(Stored data entries)
****
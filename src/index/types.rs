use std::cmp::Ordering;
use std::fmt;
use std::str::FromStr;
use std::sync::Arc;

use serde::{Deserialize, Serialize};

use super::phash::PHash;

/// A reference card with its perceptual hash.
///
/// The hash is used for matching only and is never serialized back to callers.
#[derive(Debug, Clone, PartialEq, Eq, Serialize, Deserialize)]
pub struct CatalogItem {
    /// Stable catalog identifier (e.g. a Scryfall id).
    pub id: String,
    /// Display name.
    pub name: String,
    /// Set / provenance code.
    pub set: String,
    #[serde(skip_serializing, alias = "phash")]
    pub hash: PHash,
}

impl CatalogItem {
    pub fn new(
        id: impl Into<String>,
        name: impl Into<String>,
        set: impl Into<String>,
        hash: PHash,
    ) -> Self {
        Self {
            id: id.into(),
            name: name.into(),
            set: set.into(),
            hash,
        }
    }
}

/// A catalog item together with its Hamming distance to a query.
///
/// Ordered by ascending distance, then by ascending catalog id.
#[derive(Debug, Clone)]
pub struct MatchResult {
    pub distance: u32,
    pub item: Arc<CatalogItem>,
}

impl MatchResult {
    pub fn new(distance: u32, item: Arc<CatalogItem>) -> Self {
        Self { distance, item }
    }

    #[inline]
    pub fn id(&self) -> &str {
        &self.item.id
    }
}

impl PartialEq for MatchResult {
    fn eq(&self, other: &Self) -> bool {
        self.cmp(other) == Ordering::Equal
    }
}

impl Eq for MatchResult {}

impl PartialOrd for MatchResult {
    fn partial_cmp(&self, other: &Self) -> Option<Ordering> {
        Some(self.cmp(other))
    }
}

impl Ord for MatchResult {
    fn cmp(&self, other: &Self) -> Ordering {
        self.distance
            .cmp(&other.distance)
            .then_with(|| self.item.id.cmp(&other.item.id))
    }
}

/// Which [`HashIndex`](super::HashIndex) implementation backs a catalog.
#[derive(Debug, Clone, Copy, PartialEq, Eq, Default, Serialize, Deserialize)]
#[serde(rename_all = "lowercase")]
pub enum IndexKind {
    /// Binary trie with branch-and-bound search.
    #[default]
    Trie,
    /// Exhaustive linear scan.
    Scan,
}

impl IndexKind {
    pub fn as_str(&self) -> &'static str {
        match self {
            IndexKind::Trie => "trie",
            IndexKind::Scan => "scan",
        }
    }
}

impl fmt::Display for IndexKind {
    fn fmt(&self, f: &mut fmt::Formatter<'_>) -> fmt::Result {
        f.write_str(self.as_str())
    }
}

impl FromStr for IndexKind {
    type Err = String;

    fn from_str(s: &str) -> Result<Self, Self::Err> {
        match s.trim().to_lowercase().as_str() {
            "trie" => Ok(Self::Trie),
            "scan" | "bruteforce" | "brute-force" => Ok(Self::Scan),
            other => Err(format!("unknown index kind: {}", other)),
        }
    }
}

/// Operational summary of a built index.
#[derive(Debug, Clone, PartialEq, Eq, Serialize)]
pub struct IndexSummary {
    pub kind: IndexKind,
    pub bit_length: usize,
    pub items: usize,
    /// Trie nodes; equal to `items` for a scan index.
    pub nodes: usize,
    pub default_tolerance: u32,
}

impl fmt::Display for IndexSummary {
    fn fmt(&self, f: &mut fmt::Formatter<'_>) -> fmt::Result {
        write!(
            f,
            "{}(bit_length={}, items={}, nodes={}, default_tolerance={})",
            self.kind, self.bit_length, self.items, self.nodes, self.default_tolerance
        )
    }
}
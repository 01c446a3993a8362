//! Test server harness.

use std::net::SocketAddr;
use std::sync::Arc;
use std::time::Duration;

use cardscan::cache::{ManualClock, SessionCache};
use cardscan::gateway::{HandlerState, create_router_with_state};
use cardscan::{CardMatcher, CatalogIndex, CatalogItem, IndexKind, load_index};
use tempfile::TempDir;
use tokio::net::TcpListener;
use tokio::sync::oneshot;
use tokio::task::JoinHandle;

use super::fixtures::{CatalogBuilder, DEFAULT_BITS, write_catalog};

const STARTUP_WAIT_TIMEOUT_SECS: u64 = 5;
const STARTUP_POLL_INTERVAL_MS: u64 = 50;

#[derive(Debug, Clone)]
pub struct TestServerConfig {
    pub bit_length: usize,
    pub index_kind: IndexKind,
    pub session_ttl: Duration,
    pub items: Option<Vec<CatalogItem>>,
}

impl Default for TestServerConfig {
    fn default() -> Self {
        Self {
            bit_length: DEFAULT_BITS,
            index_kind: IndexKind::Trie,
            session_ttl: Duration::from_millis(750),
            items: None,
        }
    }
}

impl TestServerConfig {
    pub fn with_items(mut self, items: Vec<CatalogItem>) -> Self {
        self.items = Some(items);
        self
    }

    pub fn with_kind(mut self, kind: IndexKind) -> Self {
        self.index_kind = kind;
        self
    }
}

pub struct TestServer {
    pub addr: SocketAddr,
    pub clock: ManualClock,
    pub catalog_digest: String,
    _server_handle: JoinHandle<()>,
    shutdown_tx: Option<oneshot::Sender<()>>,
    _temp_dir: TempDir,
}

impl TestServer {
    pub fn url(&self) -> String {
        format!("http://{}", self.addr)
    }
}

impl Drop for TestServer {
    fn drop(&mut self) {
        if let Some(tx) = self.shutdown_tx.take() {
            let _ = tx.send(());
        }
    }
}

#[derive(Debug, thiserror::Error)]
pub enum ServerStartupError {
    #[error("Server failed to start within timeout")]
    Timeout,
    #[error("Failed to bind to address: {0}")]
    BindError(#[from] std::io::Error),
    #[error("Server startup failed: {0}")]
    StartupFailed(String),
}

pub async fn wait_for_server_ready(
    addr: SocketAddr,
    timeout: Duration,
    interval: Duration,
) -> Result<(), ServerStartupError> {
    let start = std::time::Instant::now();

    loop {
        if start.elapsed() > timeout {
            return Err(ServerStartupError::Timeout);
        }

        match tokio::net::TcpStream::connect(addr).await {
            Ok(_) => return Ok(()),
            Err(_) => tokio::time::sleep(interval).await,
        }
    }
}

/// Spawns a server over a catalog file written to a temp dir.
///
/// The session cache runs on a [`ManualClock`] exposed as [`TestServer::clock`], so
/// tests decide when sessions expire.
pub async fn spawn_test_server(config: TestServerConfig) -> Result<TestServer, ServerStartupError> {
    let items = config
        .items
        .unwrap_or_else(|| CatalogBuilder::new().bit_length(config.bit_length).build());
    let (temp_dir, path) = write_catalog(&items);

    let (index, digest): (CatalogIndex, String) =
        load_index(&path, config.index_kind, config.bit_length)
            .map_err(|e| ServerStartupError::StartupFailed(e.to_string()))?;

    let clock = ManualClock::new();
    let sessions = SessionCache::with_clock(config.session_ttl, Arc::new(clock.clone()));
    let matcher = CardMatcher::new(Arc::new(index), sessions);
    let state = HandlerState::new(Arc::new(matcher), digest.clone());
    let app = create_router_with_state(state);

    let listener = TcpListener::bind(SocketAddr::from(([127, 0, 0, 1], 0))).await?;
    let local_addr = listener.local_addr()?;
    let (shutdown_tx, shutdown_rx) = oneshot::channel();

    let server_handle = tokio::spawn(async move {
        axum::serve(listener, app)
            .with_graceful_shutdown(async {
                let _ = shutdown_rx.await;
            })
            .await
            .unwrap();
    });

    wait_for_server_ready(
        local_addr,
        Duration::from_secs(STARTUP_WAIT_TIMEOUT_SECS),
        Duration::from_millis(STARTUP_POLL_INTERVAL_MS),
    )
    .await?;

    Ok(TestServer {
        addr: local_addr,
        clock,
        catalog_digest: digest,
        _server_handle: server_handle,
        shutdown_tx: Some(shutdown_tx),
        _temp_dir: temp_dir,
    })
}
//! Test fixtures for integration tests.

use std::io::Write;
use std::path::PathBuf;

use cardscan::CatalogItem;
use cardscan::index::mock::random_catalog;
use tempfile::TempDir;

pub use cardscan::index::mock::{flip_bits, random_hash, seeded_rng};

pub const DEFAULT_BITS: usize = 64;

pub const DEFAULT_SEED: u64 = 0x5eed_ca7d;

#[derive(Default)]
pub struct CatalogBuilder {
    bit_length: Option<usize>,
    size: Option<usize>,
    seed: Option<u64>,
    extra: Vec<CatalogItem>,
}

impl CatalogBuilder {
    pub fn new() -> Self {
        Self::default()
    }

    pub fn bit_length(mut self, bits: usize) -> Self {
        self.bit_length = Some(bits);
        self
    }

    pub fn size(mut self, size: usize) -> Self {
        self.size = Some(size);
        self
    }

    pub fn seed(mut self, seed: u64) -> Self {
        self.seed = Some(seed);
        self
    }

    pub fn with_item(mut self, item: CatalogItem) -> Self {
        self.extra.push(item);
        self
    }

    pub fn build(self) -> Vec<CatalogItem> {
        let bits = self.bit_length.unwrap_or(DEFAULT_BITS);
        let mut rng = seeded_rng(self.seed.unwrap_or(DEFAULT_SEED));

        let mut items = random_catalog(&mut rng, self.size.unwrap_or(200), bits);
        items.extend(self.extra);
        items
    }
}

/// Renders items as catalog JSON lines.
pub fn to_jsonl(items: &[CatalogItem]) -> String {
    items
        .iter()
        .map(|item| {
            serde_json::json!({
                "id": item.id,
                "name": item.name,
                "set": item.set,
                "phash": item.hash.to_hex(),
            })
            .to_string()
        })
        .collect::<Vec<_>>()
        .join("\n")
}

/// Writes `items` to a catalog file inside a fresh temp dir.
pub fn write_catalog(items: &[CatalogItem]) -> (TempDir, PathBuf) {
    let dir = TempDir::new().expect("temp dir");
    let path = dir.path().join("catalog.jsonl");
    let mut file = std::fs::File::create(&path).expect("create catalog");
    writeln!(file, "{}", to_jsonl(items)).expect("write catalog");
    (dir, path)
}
****
◆ **Task directions**
Filter the records for the string "cardscan" and copy every line that holds it.

◆ **Solution for this exercise**
use cardscan::cache::{ManualClock, SessionCache};
use cardscan::gateway::{HandlerState, create_router_with_state};
use cardscan::{CardMatcher, CatalogIndex, CatalogItem, IndexKind, load_index};
use cardscan::CatalogItem;
use cardscan::index::mock::random_catalog;
pub use cardscan::index::mock::{flip_bits, random_hash, seeded_rng};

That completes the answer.